Somehow, I thought this story would amuse me more than it did. It’s actually quite sad. Mr. Howells’ life is destroyed. His wife and children are gone, and it seems his children no longer come to visit. He hasn’t worked in some time. As. D.T. Max notes in The New Yorker, Mr. Howells has become like the protagonist of Edgar Allen Poe’s “The Gold Bug,” “infected with misanthropy, and subject to perverse moods of alternate enthusiasm and melancholy.” It’s hard to determine whether this condition is a product of the loss of his bitcoin or of the characteristics that led him to be interested in bitcoin in the first place.
I’m also having a hard time reconciling Mr. Howells’ fate with this story from the podcast Reply All. In the episode, a journalist has lost a trivial amount of bitcoin, but the hosts are able to enlist a bitcoin hunter to track down her holdings. I’m not sure why Mr. Howells can’t enlist a similar person to recover his bitcoin. I guess the bitcoin hunter in the Reply All story had some crucial bit of information that is lacking here. It may be that Mr. Howells never engaged in any transactions; he just mined. But if he did engage in transactions, it seems like a hunter could recover his account.

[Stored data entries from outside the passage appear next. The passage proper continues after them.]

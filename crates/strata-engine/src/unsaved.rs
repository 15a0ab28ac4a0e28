use std::collections::HashMap;
use std::sync::Arc;

use parking_lot::Mutex;

use strata_core::{DocumentId, FileId};
use strata_storage::StorageError;
use strata_vfs::{DocumentStore, FileContent, FileTree};

use crate::memory_overlay::BufferingListener;
use crate::registry::IndexRegistry;
use crate::scope::SearchScope;

/// Makes unsaved editor buffers observable through index queries.
///
/// For every stale unsaved document in scope, the document text is re-run
/// through the extension's indexer into the memory overlay (buffering mode
/// on), so the persistent maps never see editor content. Per-(document,
/// index) stamps avoid re-indexing an unchanged buffer on every query; the
/// stamps are dropped whenever the corresponding overlay is cleared.
pub(crate) struct UnsavedDocumentsOverlay {
    documents: Arc<dyn DocumentStore>,
    /// Documents with an open host transaction, under their own lock.
    transactions: Mutex<HashMap<DocumentId, FileId>>,
    indexed: Mutex<HashMap<(DocumentId, String), u64>>,
}

impl UnsavedDocumentsOverlay {
    pub fn new(documents: Arc<dyn DocumentStore>) -> Self {
        Self {
            documents,
            transactions: Mutex::new(HashMap::new()),
            indexed: Mutex::new(HashMap::new()),
        }
    }

    pub fn transaction_started(&self, document: DocumentId, file: FileId) {
        self.transactions.lock().insert(document, file);
        self.invalidate_up_to_date();
    }

    pub fn transaction_completed(&self, document: DocumentId) {
        self.transactions.lock().remove(&document);
    }

    /// Forgets every up-to-date mark so the next query re-indexes buffers.
    pub fn invalidate_up_to_date(&self) {
        self.indexed.lock().clear();
    }

    pub fn drop_index_marks(&self, name: &str) {
        self.indexed.lock().retain(|(_, n), _| n != name);
    }

    pub fn index_unsaved_documents(
        &self,
        registry: &IndexRegistry,
        tree: &dyn FileTree,
        name: &str,
        filter: Option<&SearchScope>,
        restricted: Option<FileId>,
    ) -> Result<(), StorageError> {
        let Some(entry) = registry.entry(name) else {
            return Ok(());
        };
        let documents = self.documents.unsaved_documents();
        if documents.is_empty() {
            return Ok(());
        }

        for doc in documents {
            if let Some(restricted) = restricted {
                if restricted != doc.file {
                    continue;
                }
            }
            let Some(meta) = tree.meta(doc.file) else {
                continue;
            };
            if !meta.valid || !entry.index.accept_input(&meta) {
                continue;
            }
            if restricted.is_none() {
                if let Some(scope) = filter {
                    if !scope.accepts(&meta) {
                        continue;
                    }
                }
            }
            let mark = (doc.document, name.to_string());
            if self.indexed.lock().get(&mark) == Some(&doc.stamp) {
                continue;
            }

            let content = FileContent::new(
                doc.file,
                meta.path.clone(),
                Arc::new(doc.text.as_bytes().to_vec()),
            );
            entry.index.set_buffering(true);
            entry.index.update(doc.file, Some(&content))?;
            self.indexed.lock().insert(mark, doc.stamp);
        }
        Ok(())
    }
}

/// Drops one index's up-to-date marks when its memory overlay is discarded,
/// so the next query re-indexes the buffers that were lost with it.
pub(crate) struct UnsavedMarksInvalidator {
    name: String,
    overlay: Arc<UnsavedDocumentsOverlay>,
}

impl UnsavedMarksInvalidator {
    pub fn new(name: String, overlay: Arc<UnsavedDocumentsOverlay>) -> Self {
        Self { name, overlay }
    }
}

impl BufferingListener for UnsavedMarksInvalidator {
    fn buffering_state_changed(&self, _enabled: bool) {}

    fn memory_storage_cleared(&self) {
        self.overlay.drop_index_marks(&self.name);
    }
}
//! Generate a capsule `blockMeshDict`.
//!
//! Usage: `capsule-mesh [--diameter D] [--config FILE] [--output FILE] [--dump-points FILE]`

use std::path::PathBuf;

use clap::Parser;

use capsule_mesh::prelude::*;

#[derive(Parser, Debug)]
#[command(name = "capsule-mesh", version)]
#[command(about = "Write an OpenFOAM blockMeshDict for the flow around a capsule")]
struct Args {
    /// Body diameter in meters, overrides the config file
    #[arg(long)]
    diameter: Option<f64>,

    /// JSON configuration file
    #[arg(long)]
    config: Option<PathBuf>,

    /// Output path, overrides the config file
    #[arg(long)]
    output: Option<PathBuf>,

    /// Also write the 2D control points as JSON
    #[arg(long = "dump-points")]
    dump_points: Option<PathBuf>,
}

fn main() -> Result<(), Box<dyn std::error::Error>> {
    env_logger::init();

    let args = Args::parse();

    let mut config = match &args.config {
        Some(path) => CapsuleMeshConfig::from_json_file(path)?,
        None => CapsuleMeshConfig::default(),
    };
    if let Some(diameter) = args.diameter {
        config = config.with_diameter(diameter);
    }
    if let Some(output) = args.output {
        config = config.with_output_path(output);
    }

    let pipeline = CapsuleMeshPipeline::new(config);
    let written = match &args.dump_points {
        Some(dump) => pipeline.run_with_dump(dump)?,
        None => pipeline.run()?,
    };
    println!("{}", written.display());
    Ok(())
}
//! Boundary patch grouping
//!
//! Faces are assigned to patches by a fixed table keyed by block index, not
//! by looking at geometry. The far-field face of each block (`w`) goes to
//! `inlet` or `outlet`; the body face (`e`) of every block goes to `wall`.
//!
//! The table encodes the ring layout of [`crate::blocks`]. Changing the
//! ring order or block count requires updating [`FAR_FIELD_MEMBERSHIP`] in
//! the same change.

use crate::error::{MeshError, MeshResult};
use crate::topology::{BoundaryPatch, FaceDirection, FaceRef, HexBlock, MeshTopology, PatchType};

/// The three boundary patches.
#[derive(Debug, Clone, Copy, PartialEq, Eq, Hash)]
pub enum Patch {
    Inlet,
    Outlet,
    Wall,
}

impl Patch {
    /// Output order of the patches.
    pub const ALL: [Self; 3] = [Self::Inlet, Self::Outlet, Self::Wall];

    #[must_use]
    pub const fn name(self) -> &'static str {
        match self {
            Self::Inlet => "inlet",
            Self::Outlet => "outlet",
            Self::Wall => "wall",
        }
    }

    #[must_use]
    pub const fn patch_type(self) -> PatchType {
        match self {
            Self::Inlet | Self::Outlet => PatchType::Patch,
            Self::Wall => PatchType::Wall,
        }
    }
}

/// Face of a block touching the far field.
pub const FAR_FIELD_FACE: FaceDirection = FaceDirection::West;
/// Face of a block touching the capsule.
pub const BODY_FACE: FaceDirection = FaceDirection::East;

/// Patch receiving the far-field face of each block.
pub const FAR_FIELD_MEMBERSHIP: [(usize, Patch); 10] = [
    (1, Patch::Inlet),
    (2, Patch::Inlet),
    (3, Patch::Inlet),
    (4, Patch::Outlet),
    (5, Patch::Outlet),
    (6, Patch::Outlet),
    (7, Patch::Outlet),
    (8, Patch::Inlet),
    (9, Patch::Inlet),
    (10, Patch::Inlet),
];

/// Patch of the far-field face of `block`, `None` if the table has no entry.
#[must_use]
pub fn far_field_patch(block: usize) -> Option<Patch> {
    FAR_FIELD_MEMBERSHIP
        .iter()
        .find(|(index, _)| *index == block)
        .map(|(_, patch)| *patch)
}

/// Group block faces into the inlet, outlet and wall patches.
///
/// Fails if the table names a block that does not exist, or if a block has
/// no far-field entry in the table.
pub fn group_boundaries(blocks: &[HexBlock]) -> MeshResult<Vec<BoundaryPatch>> {
    for (index, patch) in FAR_FIELD_MEMBERSHIP {
        if !blocks.iter().any(|b| b.index == index) {
            return Err(MeshError::dangling_reference(
                format!("patch `{}`", patch.name()),
                format!("b{index}"),
            ));
        }
    }

    let mut patches: Vec<BoundaryPatch> = Patch::ALL
        .iter()
        .map(|patch| BoundaryPatch {
            name: patch.name().to_string(),
            patch_type: patch.patch_type(),
            faces: Vec::new(),
        })
        .collect();
    let slot = |patch: Patch| Patch::ALL.iter().position(|p| *p == patch).unwrap_or_default();

    for block in blocks {
        let far_field = far_field_patch(block.index).ok_or_else(|| {
            MeshError::topology_inconsistency(format!(
                "block {} has no far-field patch assignment",
                block.name()
            ))
        })?;
        patches[slot(far_field)].faces.push(FaceRef {
            block: block.index,
            direction: FAR_FIELD_FACE,
        });
    }
    for block in blocks {
        patches[slot(Patch::Wall)].faces.push(FaceRef {
            block: block.index,
            direction: BODY_FACE,
        });
    }

    for patch in &patches {
        log::debug!("patch {} ({}): {} faces", patch.name, patch.patch_type, patch.faces.len());
    }
    Ok(patches)
}

/// Group the boundaries of `topology` and add them to it.
pub fn apply(topology: &mut MeshTopology) -> MeshResult<()> {
    for patch in group_boundaries(topology.blocks())? {
        topology.add_patch(patch)?;
    }
    Ok(())
}

#[cfg(test)]
mod tests {
    use super::*;
    use crate::blocks::{BlockRingAssembler, ResolutionPolicy};
    use crate::contour::Contour;
    use std::collections::HashMap;

    fn reference_blocks() -> Vec<HexBlock> {
        let contour = Contour::generate(0.4, 10).unwrap();
        BlockRingAssembler::new(ResolutionPolicy::default(), 0.1)
            .assemble(&contour)
            .unwrap()
            .blocks()
            .to_vec()
    }

    #[test]
    fn membership_table() {
        let inlet: Vec<usize> = (1..=10).filter(|&b| far_field_patch(b) == Some(Patch::Inlet)).collect();
        let outlet: Vec<usize> = (1..=10).filter(|&b| far_field_patch(b) == Some(Patch::Outlet)).collect();
        assert_eq!(inlet, vec![1, 2, 3, 8, 9, 10]);
        assert_eq!(outlet, vec![4, 5, 6, 7]);
        assert_eq!(far_field_patch(11), None);
    }

    #[test]
    fn every_block_is_referenced_twice() {
        let patches = group_boundaries(&reference_blocks()).unwrap();
        assert_eq!(patches.len(), 3);

        let mut uses: HashMap<usize, Vec<FaceDirection>> = HashMap::new();
        for patch in &patches {
            for face in &patch.faces {
                uses.entry(face.block).or_default().push(face.direction);
            }
        }
        assert_eq!(uses.len(), 10);
        for directions in uses.values() {
            assert_eq!(directions, &vec![FAR_FIELD_FACE, BODY_FACE]);
        }
    }

    #[test]
    fn patch_types() {
        let patches = group_boundaries(&reference_blocks()).unwrap();
        let by_name: HashMap<&str, &BoundaryPatch> =
            patches.iter().map(|p| (p.name.as_str(), p)).collect();
        assert_eq!(by_name["inlet"].patch_type, PatchType::Patch);
        assert_eq!(by_name["outlet"].patch_type, PatchType::Patch);
        assert_eq!(by_name["wall"].patch_type, PatchType::Wall);
        assert_eq!(by_name["inlet"].faces.len(), 6);
        assert_eq!(by_name["outlet"].faces.len(), 4);
        assert_eq!(by_name["wall"].faces.len(), 10);
    }

    #[test]
    fn far_field_faces_touch_far_field_vertices() {
        use crate::naming::Layer;

        for block in reference_blocks() {
            assert!(block.face(FAR_FIELD_FACE).iter().all(|v| v.layer == Layer::FarField));
            assert!(block.face(BODY_FACE).iter().all(|v| v.layer == Layer::Body));
        }
    }

    #[test]
    fn missing_block_is_a_dangling_reference() {
        let mut blocks = reference_blocks();
        blocks.retain(|b| b.index != 7);
        assert!(matches!(
            group_boundaries(&blocks),
            Err(MeshError::DanglingReference { .. })
        ));
    }
}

If you don’t want to listen to the Reply All story, which is fascinating, I will share with you my favorite part. The journalist in question purchased 18 bitcoins so that she could buy drugs. She didn’t remember how much she had left. It turned out that she had 0.0021 bitcoin left, which even today is not worth much. Her comment (and I’m paraphrasing): my mom is always telling me to stop doing drugs, and I tell her, Mom, I’m fine, my life is very on-track. Now, for the first time, I’m thinking my mom is right!